> _WORK REQUEST_
Scan the entries that follow for the word "Result", then report every line in which it appears.

[Collected data]
════════════════

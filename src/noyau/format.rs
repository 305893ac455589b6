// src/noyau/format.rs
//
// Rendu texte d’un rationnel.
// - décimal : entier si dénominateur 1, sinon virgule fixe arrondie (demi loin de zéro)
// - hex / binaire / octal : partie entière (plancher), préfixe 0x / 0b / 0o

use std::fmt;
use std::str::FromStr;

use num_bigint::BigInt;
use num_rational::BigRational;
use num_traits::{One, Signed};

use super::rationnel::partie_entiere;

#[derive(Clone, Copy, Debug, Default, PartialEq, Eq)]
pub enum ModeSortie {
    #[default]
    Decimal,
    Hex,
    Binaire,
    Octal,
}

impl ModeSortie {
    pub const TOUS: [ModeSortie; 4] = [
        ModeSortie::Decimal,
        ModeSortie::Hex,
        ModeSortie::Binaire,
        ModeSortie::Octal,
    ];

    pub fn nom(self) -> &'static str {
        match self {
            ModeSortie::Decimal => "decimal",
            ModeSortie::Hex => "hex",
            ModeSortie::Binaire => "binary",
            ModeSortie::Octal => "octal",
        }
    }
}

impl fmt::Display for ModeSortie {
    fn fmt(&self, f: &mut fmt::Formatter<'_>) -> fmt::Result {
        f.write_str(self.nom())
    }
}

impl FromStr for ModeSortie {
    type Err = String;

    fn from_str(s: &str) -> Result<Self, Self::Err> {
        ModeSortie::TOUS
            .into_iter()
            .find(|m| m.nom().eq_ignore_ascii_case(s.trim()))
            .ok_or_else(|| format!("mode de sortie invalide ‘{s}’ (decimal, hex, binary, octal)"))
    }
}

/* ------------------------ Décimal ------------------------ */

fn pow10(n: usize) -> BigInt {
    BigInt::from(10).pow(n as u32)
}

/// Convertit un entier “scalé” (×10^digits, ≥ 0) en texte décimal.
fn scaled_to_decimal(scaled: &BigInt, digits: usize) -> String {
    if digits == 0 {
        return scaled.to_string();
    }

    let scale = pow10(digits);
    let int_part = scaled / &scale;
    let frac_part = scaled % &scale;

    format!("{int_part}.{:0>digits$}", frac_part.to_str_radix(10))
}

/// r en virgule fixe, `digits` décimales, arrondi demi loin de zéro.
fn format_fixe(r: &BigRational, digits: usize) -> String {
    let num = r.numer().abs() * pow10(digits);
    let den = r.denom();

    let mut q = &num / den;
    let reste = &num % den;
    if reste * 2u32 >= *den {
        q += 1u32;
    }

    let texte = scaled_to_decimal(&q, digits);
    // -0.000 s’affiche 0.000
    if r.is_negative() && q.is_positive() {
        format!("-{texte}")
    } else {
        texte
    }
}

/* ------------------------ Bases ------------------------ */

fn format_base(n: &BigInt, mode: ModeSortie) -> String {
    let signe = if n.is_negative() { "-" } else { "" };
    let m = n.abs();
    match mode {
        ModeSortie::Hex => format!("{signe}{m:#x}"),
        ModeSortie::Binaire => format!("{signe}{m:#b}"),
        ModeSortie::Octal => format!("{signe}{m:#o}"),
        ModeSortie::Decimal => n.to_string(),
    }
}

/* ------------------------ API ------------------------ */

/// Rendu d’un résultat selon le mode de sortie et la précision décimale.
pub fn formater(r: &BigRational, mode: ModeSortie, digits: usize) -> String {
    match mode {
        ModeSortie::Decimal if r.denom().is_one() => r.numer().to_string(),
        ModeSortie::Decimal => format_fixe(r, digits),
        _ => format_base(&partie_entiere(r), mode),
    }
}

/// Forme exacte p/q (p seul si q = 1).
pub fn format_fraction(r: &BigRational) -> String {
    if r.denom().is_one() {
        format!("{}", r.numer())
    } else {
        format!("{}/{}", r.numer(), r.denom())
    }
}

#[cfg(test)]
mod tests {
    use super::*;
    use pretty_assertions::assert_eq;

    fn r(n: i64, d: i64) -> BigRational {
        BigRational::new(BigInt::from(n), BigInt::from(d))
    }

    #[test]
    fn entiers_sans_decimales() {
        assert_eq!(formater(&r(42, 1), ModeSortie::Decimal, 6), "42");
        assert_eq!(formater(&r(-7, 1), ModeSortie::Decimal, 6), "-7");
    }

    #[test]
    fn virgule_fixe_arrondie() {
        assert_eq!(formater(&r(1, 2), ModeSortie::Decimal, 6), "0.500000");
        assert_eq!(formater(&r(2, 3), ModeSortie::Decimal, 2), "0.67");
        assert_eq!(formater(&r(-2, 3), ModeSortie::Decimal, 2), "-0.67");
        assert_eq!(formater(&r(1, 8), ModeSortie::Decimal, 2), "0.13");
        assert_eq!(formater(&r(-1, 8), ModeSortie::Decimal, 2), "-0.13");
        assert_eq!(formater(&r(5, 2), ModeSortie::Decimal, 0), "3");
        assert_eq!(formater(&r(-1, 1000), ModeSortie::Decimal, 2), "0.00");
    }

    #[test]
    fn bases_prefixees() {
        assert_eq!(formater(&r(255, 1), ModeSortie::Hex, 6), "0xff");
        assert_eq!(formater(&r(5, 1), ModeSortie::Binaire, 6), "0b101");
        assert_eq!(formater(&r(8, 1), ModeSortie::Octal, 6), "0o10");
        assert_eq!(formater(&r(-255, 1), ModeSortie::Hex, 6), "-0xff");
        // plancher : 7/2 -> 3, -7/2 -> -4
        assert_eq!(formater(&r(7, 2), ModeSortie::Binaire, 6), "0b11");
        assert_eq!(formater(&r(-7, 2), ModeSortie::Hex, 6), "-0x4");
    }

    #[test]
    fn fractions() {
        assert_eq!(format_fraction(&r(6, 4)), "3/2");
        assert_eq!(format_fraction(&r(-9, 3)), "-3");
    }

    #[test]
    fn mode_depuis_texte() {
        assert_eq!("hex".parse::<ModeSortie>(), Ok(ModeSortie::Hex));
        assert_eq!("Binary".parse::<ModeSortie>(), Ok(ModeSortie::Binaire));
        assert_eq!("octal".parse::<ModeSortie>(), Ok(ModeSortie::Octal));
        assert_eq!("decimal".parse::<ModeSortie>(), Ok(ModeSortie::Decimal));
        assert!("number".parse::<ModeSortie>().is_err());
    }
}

════════════════

> _WRITTEN RESPONSE_
    fn fmt(&self, f: &mut fmt::Formatter<'_>) -> fmt::Result {
    fn from_str(s: &str) -> Result<Self, Self::Err> {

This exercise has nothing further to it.